**ABOUT THIS TASK**
Within the listing, each line that has the string "crate" should be copied.

**DATA LISTING**
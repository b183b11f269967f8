use std::sync::Arc;

use log::Logger;
use time::{Date, OffsetDateTime};

use crate::db::Db;
use crate::engine::Caller;
use crate::policy::{Actor, AuthorizationPolicy, BookingRules};
use crate::urls::Urls;

/// Returns the current date. Swapped out in tests.
pub type Clock = dyn Fn() -> Date + Send + Sync;

#[derive(Clone)]
pub struct Environment {
    pub logger: Arc<Logger>,
    pub db: Arc<dyn Db>,
    pub urls: Arc<Urls>,
    pub config: Config,
    pub clock: Arc<Clock>,
}

impl Environment {
    pub fn new(logger: Arc<Logger>, db: Arc<dyn Db>, urls: Arc<Urls>, config: Config) -> Self {
        Self {
            logger,
            db,
            urls,
            config,
            clock: Arc::new(|| OffsetDateTime::now_utc().date()),
        }
    }

    pub fn with_clock(self, clock: Arc<Clock>) -> Self {
        Self { clock, ..self }
    }

    pub fn today(&self) -> Date {
        (self.clock)()
    }

    /// Bundles `actor` with the configured policy and rules.
    pub fn caller(&self, actor: Actor) -> Caller<'_> {
        Caller {
            actor,
            policy: &self.config.policy,
            rules: &self.config.rules,
            today: self.today(),
        }
    }
}

#[derive(Clone, Copy, Debug)]
pub struct Config {
    pub(crate) policy: AuthorizationPolicy,
    pub(crate) rules: BookingRules,
}

impl Config {
    pub fn new(policy: AuthorizationPolicy, rules: BookingRules) -> Self {
        Self { policy, rules }
    }
}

**ANSWER BELOW**
use crate::db::Db;
use crate::engine::Caller;
use crate::policy::{Actor, AuthorizationPolicy, BookingRules};
use crate::urls::Urls;
    pub(crate) policy: AuthorizationPolicy,
    pub(crate) rules: BookingRules,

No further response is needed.